Conveying a political message through quality fiction is a difficult task. Salman Rushdie’s latest offering, Shalimar the Clown, highlights some of the challenges. At times, the book shows us the writer whose passionate, urgent voice earned him death threats and exile. But at others, the political focus takes away from the story. As a result, Shalimar is good, but not as good as it could have been.
Unsurprisingly, some of the best parts of Shalimar take place in Kashmir, in the past. Fables and tales of children growing up in an idyllic past provide the backdrop and the meaning for the contemporary part of the story. Here, Rushdie is in his element. The travails of a village of traveling chefs feel comfortably familiar and homey without draining them of their authenticity. The experience is exciting, enlightening, and enjoyable all at once.

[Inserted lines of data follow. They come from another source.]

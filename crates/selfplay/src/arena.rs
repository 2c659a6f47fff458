//! Playing matches between agents and recording the results.

use crate::config::SelfplayConfig;
use anyhow::{Context, Result};
use clap::ValueEnum;
use gail_core::{ActionScore, Player, SearchError, State};
use gail_search::{Agent, MonteCarloSearch, NegamaxSearch, RandomAgent, UctSearch};
use rand::SeedableRng;
use rand_chacha::ChaCha8Rng;
use serde::{Deserialize, Serialize};
use std::fmt::Display;
use std::time::Duration;
use tracing::{debug, warn};

#[derive(Clone, Copy, Debug, PartialEq, Eq, ValueEnum, Serialize, Deserialize)]
#[serde(rename_all = "lowercase")]
pub enum GameKind {
    #[value(name = "tictactoe")]
    TicTacToe,
    Connect4,
}

#[derive(Clone, Copy, Debug, PartialEq, Eq, ValueEnum, Serialize, Deserialize)]
#[serde(rename_all = "lowercase")]
pub enum AgentKind {
    Uct,
    Negamax,
    #[value(name = "montecarlo")]
    MonteCarlo,
    Random,
}

/// Result of a game from the point of view of the two agent kinds in the
/// match, regardless of who moved first.
#[derive(Clone, Copy, Debug, PartialEq, Eq, Serialize, Deserialize)]
#[serde(rename_all = "snake_case")]
pub enum Outcome {
    FirstAgentWins,
    SecondAgentWins,
    Draw,
}

/// A single action in a game record.
#[derive(Clone, Debug, Serialize, Deserialize)]
pub struct MoveRecord {
    pub ply: u32,
    pub agent: AgentKind,
    pub action: String,
    pub score: f64,
}

/// A complete game.
#[derive(Clone, Debug, Serialize, Deserialize)]
pub struct GameRecord {
    pub index: usize,
    pub seed: u64,
    pub game: GameKind,

    /// Agent playing as Player One (moving first).
    pub player_one: AgentKind,
    pub player_two: AgentKind,

    pub moves: Vec<MoveRecord>,
    pub outcome: Outcome,
}

/// Settings shared by every game of a match.
#[derive(Clone, Debug)]
pub struct MatchSettings {
    pub game: GameKind,
    pub first: AgentKind,
    pub second: AgentKind,
    pub seed: u64,

    /// Wall-clock budget per move; `None` runs every search to completion.
    /// An agent with nothing to show when the budget runs out plays a random
    /// legal action.
    pub budget: Option<Duration>,

    pub config: SelfplayConfig,
}

impl MatchSettings {
    /// Seed of game `index`.
    pub fn game_seed(&self, index: usize) -> u64 {
        self.seed.wrapping_add(index as u64 * 1000)
    }

    /// The agent kinds as (Player One, Player Two) for game `index`.
    ///
    /// The first agent moves first in even games.
    pub fn seating(&self, index: usize) -> (AgentKind, AgentKind) {
        if index % 2 == 0 {
            (self.first, self.second)
        } else {
            (self.second, self.first)
        }
    }
}

/// Create an agent of the given kind.
pub fn build_agent<S: State>(kind: AgentKind, config: &SelfplayConfig, seed: u64) -> Box<dyn Agent<S>> {
    let rng = ChaCha8Rng::seed_from_u64(seed);
    match kind {
        AgentKind::Uct => Box::new(UctSearch::<S>::with_win_loss(config.uct.clone(), rng)),
        AgentKind::Negamax => Box::new(NegamaxSearch::<S, _>::with_rollouts(
            config.negamax.clone(),
            config.rollout.clone(),
            rng,
        )),
        AgentKind::MonteCarlo => Box::new(MonteCarloSearch::<S>::with_win_loss(
            config.monte_carlo.clone(),
            rng,
        )),
        AgentKind::Random => Box::new(RandomAgent::<_, S::Action>::new(rng)),
    }
}

/// Play game `index` of a match from the starting position.
pub fn play_game<S>(settings: &MatchSettings, index: usize) -> Result<GameRecord>
where
    S: State + Display,
    S::Action: Display,
{
    let seed = settings.game_seed(index);
    let (one, two) = settings.seating(index);
    let mut agents: [Box<dyn Agent<S>>; 2] = [
        build_agent(one, &settings.config, seed),
        build_agent(two, &settings.config, seed.wrapping_add(1)),
    ];
    let kinds = [one, two];
    let mut fallback = ChaCha8Rng::seed_from_u64(seed.wrapping_add(2));

    let mut state = S::new_game();
    let mut moves = Vec::new();

    while !state.is_terminal() {
        let player = state.current_player();
        let kind = kinds[player.index()];
        let result = match agents[player.index()].pick_action_blocking(player, &state, settings.budget) {
            Err(SearchError::NotReady) => {
                warn!(index, ?kind, ply = state.ply(), "no answer within budget, playing randomly");
                let action = state
                    .random_legal_action(&mut fallback)
                    .ok_or(SearchError::NoLegalActions)?;
                ActionScore::new(action, 0.0)
            }
            result => result
                .with_context(|| format!("{:?} failed to move at ply {}\n{}", kind, state.ply(), state))?,
        };

        state
            .try_perform(result.action)
            .with_context(|| format!("{:?} chose an illegal action", kind))?;
        moves.push(MoveRecord {
            ply: state.ply(),
            agent: kind,
            action: result.action.to_string(),
            score: result.score,
        });
    }

    let outcome = match state.winner() {
        None => Outcome::Draw,
        Some(winner) => {
            let winning_kind_is_first = match winner {
                Player::One => index % 2 == 0,
                Player::Two => index % 2 == 1,
            };
            if winning_kind_is_first {
                Outcome::FirstAgentWins
            } else {
                Outcome::SecondAgentWins
            }
        }
    };
    debug!(index, seed, plies = state.ply(), ?outcome, "game finished\n{}", state);

    Ok(GameRecord {
        index,
        seed,
        game: settings.game,
        player_one: one,
        player_two: two,
        moves,
        outcome,
    })
}

/// Wins, losses and draws of a match.
#[derive(Clone, Copy, Debug, Default, PartialEq, Eq)]
pub struct Tally {
    pub first_wins: usize,
    pub second_wins: usize,
    pub draws: usize,
}

impl Tally {
    pub fn from_records(records: &[GameRecord]) -> Self {
        let mut tally = Self::default();
        for record in records {
            match record.outcome {
                Outcome::FirstAgentWins => tally.first_wins += 1,
                Outcome::SecondAgentWins => tally.second_wins += 1,
                Outcome::Draw => tally.draws += 1,
            }
        }
        tally
    }

    pub fn total(&self) -> usize {
        self.first_wins + self.second_wins + self.draws
    }
}

#[cfg(test)]
mod tests {
    use super::*;
    use gail_search::games::{Connect4State, TicTacToeState};

    fn settings(first: AgentKind, second: AgentKind) -> MatchSettings {
        let config = SelfplayConfig::default().with_overrides(Some(200), Some(9));
        MatchSettings {
            game: GameKind::TicTacToe,
            first,
            second,
            seed: 42,
            budget: None,
            config,
        }
    }

    #[test]
    fn test_seating_alternates() {
        let settings = settings(AgentKind::Uct, AgentKind::Random);
        assert_eq!(settings.seating(0), (AgentKind::Uct, AgentKind::Random));
        assert_eq!(settings.seating(1), (AgentKind::Random, AgentKind::Uct));
        assert_ne!(settings.game_seed(0), settings.game_seed(1));
    }

    #[test]
    fn test_random_game_record() {
        let settings = settings(AgentKind::Random, AgentKind::Random);
        let record = play_game::<TicTacToeState>(&settings, 0).unwrap();

        assert!(record.moves.len() >= 5 && record.moves.len() <= 9);
        assert_eq!(record.moves[0].ply, 1);
        assert_eq!(record.player_one, AgentKind::Random);
    }

    #[test]
    fn test_deterministic_under_seed() {
        let settings = settings(AgentKind::Uct, AgentKind::Random);
        let a = play_game::<TicTacToeState>(&settings, 3).unwrap();
        let b = play_game::<TicTacToeState>(&settings, 3).unwrap();

        let actions = |r: &GameRecord| r.moves.iter().map(|m| m.action.clone()).collect::<Vec<_>>();
        assert_eq!(actions(&a), actions(&b));
        assert_eq!(a.outcome, b.outcome);
    }

    #[test]
    fn test_negamax_never_loses_to_random() {
        let settings = settings(AgentKind::Negamax, AgentKind::Random);
        let records: Vec<GameRecord> = (0..4)
            .map(|i| play_game::<TicTacToeState>(&settings, i).unwrap())
            .collect();

        let tally = Tally::from_records(&records);
        assert_eq!(tally.second_wins, 0, "{:?}", tally);
        assert_eq!(tally.total(), 4);
    }

    #[test]
    fn test_monte_carlo_against_random() {
        let settings = settings(AgentKind::MonteCarlo, AgentKind::Random);
        let record = play_game::<TicTacToeState>(&settings, 0).unwrap();

        assert_eq!(record.player_one, AgentKind::MonteCarlo);
        assert_eq!(record.moves[0].agent, AgentKind::MonteCarlo);
        let json = serde_json::to_value(&record).unwrap();
        assert_eq!(json["player_one"], "montecarlo");
    }

    #[test]
    fn test_connect4_with_budget() {
        let mut settings = settings(AgentKind::Uct, AgentKind::Random);
        settings.game = GameKind::Connect4;
        settings.budget = Some(Duration::from_millis(5));

        let record = play_game::<Connect4State>(&settings, 0).unwrap();
        assert!(!record.moves.is_empty());
        assert_eq!(record.game, GameKind::Connect4);
    }

    #[test]
    fn test_record_serializes() {
        let settings = settings(AgentKind::Random, AgentKind::Random);
        let record = play_game::<TicTacToeState>(&settings, 0).unwrap();

        let json = serde_json::to_value(&record).unwrap();
        assert_eq!(json["game"], "tictactoe");
        assert_eq!(json["player_one"], "random");
        assert!(json["moves"].as_array().unwrap().len() >= 5);
    }
}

The other great parts of the story also take place in Kashmir in the modern day. The idyllic past is charming, but it quickly becomes consumed by the struggles that have since torn Kashmir apart. Rushdie’s righteous anger is ably communicated, and the menace of the Islamic terrorists and the Indian military occupiers is vividly drawn with fascinating, frightening magical realism.
The modern American frame story that tries to draw everything together is distinctly less interesting. Part of the problem is that Rushdie’s musings about the culture of Los Angeles lack the exotic foreignness of Kashmir. A larger issue, though, is that the frame story is heavy-handed and inhuman. The pointed symbolism of the life of a girl named Kashmira lacks any semblance of subtlety or the authenticity that makes some of Shalimar so good.
That’s a shame, because the failure of the outer story really weakens the overall impact of the book. We’re left with a mostly enjoyable, at times disconnected story combined with some political anger. The reading experience is not bad, but when you put Shalimar down, don’t expect to take away a lasting message.